The right way to publish SharePoint Framework library packages

SharePoint Framework library components are a great way to build reusable code for your solutions. But if you miss this one detail, you'll end up including the shared code in your bundle.

Reusable code with great performance

SharePoint Framework library components are a great way to build reusable code for your solutions. Whether you need it to standardize logging or accessing line of business services, SharePoint Framework libraries allow you to ensure that the shared code is loaded only once on the page, no matter how many other components use it.

Build SharePoint Framework library components

Building SharePoint Framework library components doesn't differ much from building web parts or extension. You build a SharePoint Framework component of type library and use the SharePoint Framework toolchain to create an solution package (.sppkg) that you'll publish in the SharePoint app catalog.

An extra thing that you need to do for libraries, is to create an npm package. No matter how you distribute it, you need it, to reference the shared code in your solutions. But if you don't build the library npm package correctly, instead of reusing the shared code, you'll end up including it in your bundle. Here's how to avoid id.

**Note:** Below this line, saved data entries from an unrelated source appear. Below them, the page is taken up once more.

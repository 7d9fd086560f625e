//! Candidate ranking by cosine similarity to a preference vector.

use crate::embedding::Embedding;

/// A ranked candidate.
#[derive(Debug, Clone, PartialEq)]
pub struct Scored<'a> {
    pub owner_id: &'a str,
    pub score: f32,
}

/// `dot(a, b) / (|a| * |b|)`, or 0 when either norm is 0.
///
/// Accumulates in f64 so large finite components do not overflow.
/// Vectors of different lengths are compared over their common prefix;
/// callers filter on dimension first.
pub fn cosine_similarity(a: &[f32], b: &[f32]) -> f32 {
    let norm_a = l2_norm(a);
    let norm_b = l2_norm(b);
    if norm_a == 0.0 || norm_b == 0.0 {
        return 0.0;
    }

    let dot: f64 = a.iter().zip(b).map(|(x, y)| *x as f64 * *y as f64).sum();
    // orthogonal vectors score +0.0, never -0.0
    if dot == 0.0 {
        return 0.0;
    }
    (dot / (norm_a * norm_b)) as f32
}

fn l2_norm(v: &[f32]) -> f64 {
    v.iter().map(|x| *x as f64 * *x as f64).sum::<f64>().sqrt()
}

/// Score every candidate with the preference's dimension, best first.
/// Equal scores keep candidate order.
pub fn rank<'a>(preference: &Embedding, candidates: &'a [Embedding]) -> Vec<Scored<'a>> {
    let mut results: Vec<Scored> = candidates
        .iter()
        .filter(|candidate| candidate.dimension() == preference.dimension())
        .map(|candidate| Scored {
            owner_id: &candidate.owner_id,
            score: cosine_similarity(&preference.vector, &candidate.vector),
        })
        .collect();

    // stable: ties stay in input order
    results.sort_by(|a, b| b.score.total_cmp(&a.score));
    results
}

/// Up to `top_n` candidate ids.
///
/// Without a preference the first `top_n` candidates are returned in the
/// order given. With one, candidates are ranked by similarity and those of a
/// different dimension never appear.
pub fn recommend(
    preference: Option<&Embedding>,
    candidates: &[Embedding],
    top_n: usize,
) -> Vec<String> {
    match preference {
        None => candidates
            .iter()
            .take(top_n)
            .map(|candidate| candidate.owner_id.clone())
            .collect(),
        Some(preference) => rank(preference, candidates)
            .into_iter()
            .take(top_n)
            .map(|scored| scored.owner_id.to_string())
            .collect(),
    }
}

#[cfg(test)]
mod tests {
    use super::*;

    fn emb(id: &str, v: &[f32]) -> Embedding {
        Embedding::new(id, v.to_vec())
    }

    #[test]
    fn test_cosine_similarity() {
        let v = [0.3, -1.2, 4.0];
        assert!((cosine_similarity(&v, &v) - 1.0).abs() < 1e-6);
        assert_eq!(cosine_similarity(&v, &[0.0, 0.0, 0.0]), 0.0);
        assert_eq!(cosine_similarity(&[0.0, 0.0], &[0.0, 0.0]), 0.0);
        assert!((cosine_similarity(&[1.0, 0.0], &[-2.0, 0.0]) + 1.0).abs() < 1e-6);
        assert_eq!(cosine_similarity(&[1.0, 0.0], &[0.0, 3.0]), 0.0);
    }

    #[test]
    fn test_large_components_do_not_overflow() {
        assert!((cosine_similarity(&[1.0, 0.0, 0.0], &[1e20, 0.0, 0.0]) - 1.0).abs() < 1e-6);
        assert!((cosine_similarity(&[0.707, 0.707], &[3e38, 3e38]) - 1.0).abs() < 1e-6);

        let pref = emb("u", &[1.0, 0.0]);
        let candidates = vec![emb("offaxis", &[1.0, 1.0]), emb("aligned", &[1e20, 0.0])];
        assert_eq!(
            recommend(Some(&pref), &candidates, 2),
            vec!["aligned", "offaxis"]
        );
    }

    #[test]
    fn test_fallback_keeps_candidate_order() {
        let candidates = vec![emb("C", &[1.0]), emb("A", &[1.0]), emb("B", &[1.0, 2.0])];

        let first = recommend(None, &candidates, 2);
        assert_eq!(first, vec!["C", "A"]);
        assert_eq!(recommend(None, &candidates, 2), first);
        assert_eq!(recommend(None, &candidates, 10), vec!["C", "A", "B"]);
        assert!(recommend(None, &candidates, 0).is_empty());
    }

    #[test]
    fn test_ranked_order() {
        let pref = emb("u", &[0.2873, 0.9578, 0.0]);
        let candidates = vec![
            emb("A", &[1.0, 0.0, 0.0]),
            emb("B", &[0.0, 1.0, 0.0]),
            emb("C", &[0.0, 0.0, 1.0]),
        ];

        assert_eq!(recommend(Some(&pref), &candidates, 3), vec!["B", "A", "C"]);
        assert_eq!(recommend(Some(&pref), &candidates, 1), vec!["B"]);

        let scored = rank(&pref, &candidates);
        assert!((scored[0].score - 0.9578).abs() < 1e-3);
        assert!((scored[1].score - 0.2873).abs() < 1e-3);
        assert_eq!(scored[2].score, 0.0);
    }

    #[test]
    fn test_mismatched_dimension_never_returned() {
        let pref = emb("u", &[1.0, 0.0]);
        let candidates = vec![
            emb("short", &[1.0]),
            emb("A", &[0.0, 1.0]),
            emb("long", &[1.0, 0.0, 0.0]),
        ];
        assert_eq!(recommend(Some(&pref), &candidates, 10), vec!["A"]);
    }

    #[test]
    fn test_ties_keep_input_order() {
        let pref = emb("u", &[1.0, 1.0]);
        let candidates = vec![
            emb("Z", &[0.0, 1.0]),
            emb("M", &[2.0, 2.0]),
            emb("A", &[1.0, 0.0]),
            emb("Q", &[1.0, 0.0]),
        ];
        assert_eq!(
            recommend(Some(&pref), &candidates, 10),
            vec!["M", "Z", "A", "Q"]
        );
    }
}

The correct way to build an npm package for SharePoint Framework libraries

To use the shared code from a SharePoint Framework library, you need to install it as a dependency in your project. At that stage, it's just another npm package. But when you bundle your project using the SharePoint Framework gulp bundle task, the SharePoint Framework toolchain will detect for each dependency if it's a SharePoint Framework component or not. It does that, by searching for dist/*.manifest.json file in the dependency folder in node_modules. And this is where things often go wrong.

By default, when you create an npm package for a SharePoint Framework library project, it will include the following files/folders:

  • README.md
  • .yo-rc.json
  • config/*
  • gulpfile.js
  • lib/*
  • package.json
  • src/*
  • tsconfig.json
  • tslint.json

Notice how the dist folder isn't included by default!

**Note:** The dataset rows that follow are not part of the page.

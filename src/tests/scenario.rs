use super::{abc_app, create_app, dog, seed_animals, BreedEmbedder};
use crate::app::Recompute;

fn assert_close(actual: f32, expected: f32) {
    assert!(
        (actual - expected).abs() < 1e-4,
        "expected {expected}, got {actual}"
    );
}

#[test]
fn dwell_view_and_like_rank_liked_first() {
    let (app, _tmp, user) = abc_app();

    app.record_interest(user, "A", Some(50)).unwrap();
    app.set_like(user, "B", true).unwrap();

    let outcome = app.recompute_preference_vector(user).unwrap();
    assert_eq!(
        outcome,
        Recompute::Stored {
            dimension: 3,
            contributing: 2
        }
    );

    let pref = app.preference_vector(user).unwrap();
    assert_close(pref.vector[0], 0.2873);
    assert_close(pref.vector[1], 0.9578);
    assert_close(pref.vector[2], 0.0);

    let norm: f32 = pref.vector.iter().map(|x| x * x).sum::<f32>().sqrt();
    assert_close(norm, 1.0);

    assert_eq!(app.recommend(user, Some(3)).unwrap(), vec!["B", "A", "C"]);
    assert_eq!(app.recommend(user, Some(1)).unwrap(), vec!["B"]);
}

#[test]
fn no_signals_falls_back_to_store_order() {
    let (app, _tmp, user) = abc_app();

    assert_eq!(
        app.recompute_preference_vector(user).unwrap(),
        Recompute::Cleared
    );

    let first = app.recommend(user, Some(2)).unwrap();
    assert_eq!(first, vec!["A", "B"]);
    assert_eq!(app.recommend(user, Some(2)).unwrap(), first);
    assert_eq!(app.recommend(user, None).unwrap(), vec!["A", "B", "C"]);
}

#[test]
fn repeated_views_add_up_without_cap() {
    let (app, _tmp, user) = abc_app();

    // two quick views of C outweigh one of A
    app.record_interest(user, "A", Some(0)).unwrap();
    app.record_interest(user, "C", Some(0)).unwrap();
    app.record_interest(user, "C", Some(0)).unwrap();
    app.recompute_preference_vector(user).unwrap();

    assert_eq!(app.recommend(user, Some(3)).unwrap(), vec!["C", "A", "B"]);
}

#[test]
fn unliked_animal_stops_contributing() {
    let (app, _tmp, user) = abc_app();

    app.set_like(user, "C", true).unwrap();
    app.record_interest(user, "A", Some(0)).unwrap();
    app.recompute_preference_vector(user).unwrap();
    assert_eq!(app.recommend(user, Some(1)).unwrap(), vec!["C"]);

    app.set_like(user, "C", false).unwrap();
    app.recompute_preference_vector(user).unwrap();
    assert_eq!(app.recommend(user, Some(1)).unwrap(), vec!["A"]);
}

#[test]
fn mismatched_dimensions_never_recommended() {
    let embedder = BreedEmbedder::new(&[
        ("alpha", vec![1.0, 0.0, 0.0]),
        ("beta", vec![0.0, 1.0, 0.0]),
        ("wide", vec![1.0, 1.0, 0.0, 0.0]),
    ]);
    let (app, tmp) = create_app(embedder, None);
    seed_animals(
        &app,
        tmp.path(),
        vec![dog("A", "alpha"), dog("B", "beta"), dog("W", "wide")],
    );
    app.generate_all_embeddings().unwrap();
    let user = app.add_user("tester").unwrap().id;

    // A fixes the dimension; W is skipped when building the preference
    app.record_interest(user, "A", Some(10)).unwrap();
    app.set_like(user, "W", true).unwrap();

    assert_eq!(
        app.recompute_preference_vector(user).unwrap(),
        Recompute::Stored {
            dimension: 3,
            contributing: 1
        }
    );

    let recommended = app.recommend(user, Some(10)).unwrap();
    assert_eq!(recommended, vec!["A", "B"]);
    assert!(!recommended.contains(&"W".to_string()));
}

#[test]
fn animals_without_embeddings_are_skipped() {
    let embedder = BreedEmbedder::new(&[("alpha", vec![0.0, 2.0])]);
    let (app, tmp) = create_app(embedder, None);
    seed_animals(&app, tmp.path(), vec![dog("A", "alpha"), dog("X", "mystery")]);

    let report = app.generate_all_embeddings().unwrap();
    assert_eq!(report.counts().success_count, 2);
    assert_eq!(report.counts().fail_count, 0);

    let user = app.add_user("tester").unwrap().id;
    app.set_like(user, "X", true).unwrap();
    assert_eq!(
        app.recompute_preference_vector(user).unwrap(),
        Recompute::Cleared
    );

    app.set_like(user, "A", true).unwrap();
    app.recompute_preference_vector(user).unwrap();
    let pref = app.preference_vector(user).unwrap();
    assert_eq!(pref.vector, vec![0.0, 1.0]);
    assert_eq!(app.recommend(user, None).unwrap(), vec!["A"]);
}
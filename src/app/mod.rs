pub mod errors;
pub mod factory;
pub mod local;
pub mod task_runner;

pub use errors::{AppError, NotFound};
pub use factory::Providers;
pub use local::{App, Recompute};
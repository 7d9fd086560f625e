use std::path::{Path, PathBuf};

use crate::eid::Eid;

pub trait StorageManager: Send + Sync {
    fn write(&self, ident: &str, data: &[u8]) -> std::io::Result<()>;
    fn read(&self, ident: &str) -> std::io::Result<Vec<u8>>;
    fn exists(&self, ident: &str) -> bool;
}

/// Flat directory of files, written atomically (temp file + rename).
#[derive(Clone, Debug)]
pub struct BackendLocal {
    pub base_dir: PathBuf,
}

impl BackendLocal {
    pub fn new(storage_dir: impl AsRef<Path>) -> std::io::Result<Self> {
        let path = storage_dir.as_ref().to_path_buf();
        std::fs::create_dir_all(&path)?;
        Ok(BackendLocal { base_dir: path })
    }

    fn path_of(&self, ident: &str) -> PathBuf {
        self.base_dir.join(ident)
    }
}

/// Write `data` to `path` through a sibling temp file so readers never
/// observe a partially written file.
pub fn write_atomic(path: &Path, data: &[u8]) -> std::io::Result<()> {
    let file_name = path
        .file_name()
        .and_then(|name| name.to_str())
        .unwrap_or("data");
    let temp_path = path.with_file_name(format!(".{}-{file_name}", Eid::new()));

    if let Err(err) = std::fs::write(&temp_path, data) {
        let _ = std::fs::remove_file(&temp_path);
        return Err(err);
    }

    std::fs::rename(&temp_path, path)
}

impl StorageManager for BackendLocal {
    fn exists(&self, ident: &str) -> bool {
        std::fs::metadata(self.path_of(ident)).is_ok()
    }

    fn read(&self, ident: &str) -> std::io::Result<Vec<u8>> {
        std::fs::read(self.path_of(ident))
    }

    fn write(&self, ident: &str, data: &[u8]) -> std::io::Result<()> {
        write_atomic(&self.path_of(ident), data)
    }
}
//! Real-time ingestion of topically relevant Bluesky posts into a relational store.

// Interdiction stricte de pratiques dangereuses ou non idiomatiques
#![deny(warnings)] // Tous les warnings sont traités comme des erreurs
#![deny(unsafe_code)] // Le code unsafe est interdit
#![deny(missing_docs)] // Toute fonction, struct, enum ou module public doit être documenté
#![deny(dead_code)] // Le code inutilisé est interdit
#![deny(non_camel_case_types)]
// Les types doivent suivre la convention CamelCase (exception explicite possible au besoin)

// Options supplémentaires pour ne rien laisser passer
#![deny(unused_imports)] // Les imports inutilisés sont interdits
#![deny(unused_variables)] // Les variables inutilisés sont interdits
#![deny(unused_must_use)] // Oblige à gérer explicitement les Result et Option
#![deny(non_snake_case)] // Les noms de variables et fonctions doivent être en snake_case
#![deny(non_upper_case_globals)] // Les constantes et globals doivent être en MAJUSCULE
#![deny(nonstandard_style)] // Empêche tout style de code non standard
#![forbid(unsafe_op_in_unsafe_fn)]
// Interdit l'utilisation d'unsafe même dans une fonction unsafe

// Clippy pour stricte discipline
#![deny(clippy::all)] // Active toutes les lints Clippy standard
#![deny(clippy::pedantic)] // Active les lints très strictes de Clippy
#![deny(clippy::nursery)] // Active les lints expérimentales
#![deny(clippy::unwrap_used)] // Interdit unwrap()
#![deny(clippy::expect_used)] // Interdit expect()
#![deny(clippy::panic)] // Interdit panic!()
#![deny(clippy::print_stdout)] // Interdit println!() en production
#![deny(clippy::todo)] // Interdit les TODO dans le code
#![deny(clippy::unimplemented)] // Interdit les fonctions non implémentées
#![deny(clippy::missing_const_for_fn)] // Force const lorsque possible
#![deny(clippy::unwrap_in_result)] // Interdit unwrap() sur Result
#![deny(clippy::module_inception)] // Interdit un module ayant le même nom que le crate
#![deny(clippy::redundant_clone)] // Interdit les clones inutiles
#![deny(clippy::shadow_unrelated)] // Interdit le shadowing de variables non liées
#![deny(clippy::too_many_arguments)] // Limite le nombre d’arguments des fonctions
#![deny(clippy::cognitive_complexity)] // Limite la complexité cognitive des fonctions

// Lints pour sécurité et robustesse
#![deny(overflowing_literals)] // Interdit les littéraux qui débordent

/// Entry helpers to start the ingestion worker.
pub mod start_mh_worker;
/// Firehose ingestion components (classifier, buffer, sinks, sources).
#[allow(
    clippy::missing_const_for_fn,
    clippy::option_if_let_else,
    clippy::significant_drop_tightening,
    clippy::redundant_pub_crate
)]
pub mod worker;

So if you'd use such an npm package with a SharePoint Framework library, rather than reusing the shared code, you'd end up including it in your bundle, possibly leading to all kinds of hard-to-debug side-effects.

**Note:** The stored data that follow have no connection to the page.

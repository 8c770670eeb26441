//! Error types for the ingestion worker.

use thiserror::Error;

/// Ingestion worker error type.
#[derive(Debug, Error)]
pub enum IngestError {
    /// Invalid configuration or unsupported values.
    #[error("invalid configuration: {0}")]
    InvalidConfig(String),
    /// Sink construction or storage error.
    #[error("sink error: {0}")]
    Sink(#[from] crate::worker::sink::SinkError),
    /// Serialization error.
    #[error("serialization error: {0}")]
    Serialization(#[from] serde_json::Error),
    /// URL parse error.
    #[error("url parse error: {0}")]
    Url(#[from] url::ParseError),
    /// Regex compilation error.
    #[error("regex error: {0}")]
    Regex(#[from] regex::Error),
    /// I/O error.
    #[error("io error: {0}")]
    Io(#[from] std::io::Error),
}

/// Convenience result alias for ingestion operations.
pub type IngestResult<T> = Result<T, IngestError>;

So how to fix it? It turns out, that all you need is to add the following .npmignore file to your SharePoint Framework library project:

!dist
config
gulpfile.js
release
src
temp
tsconfig.json
tslint.json
*.log
.yo-rc.json

With this file in place, when you run the npm publish command for your SharePoint Framework library project, it will generate a package with the following files:

  • README.md
  • .yo-rc.json
  • dist/78b11c7d-7ca8-47cb-a93c-d3beabb519a1.manifest.json
  • dist/*
  • lib/*
  • package.json

Notice, that next to the lib folder with TypeScript type definitions and the shared code used during development, the package also contains the *.manifest.json file required by the SharePoint Framework toolchain to properly recognize the npm package as a library. After this modification, your project will properly exclude the library code from your project, and on runtime load it from the shared library package deployed in SharePoint.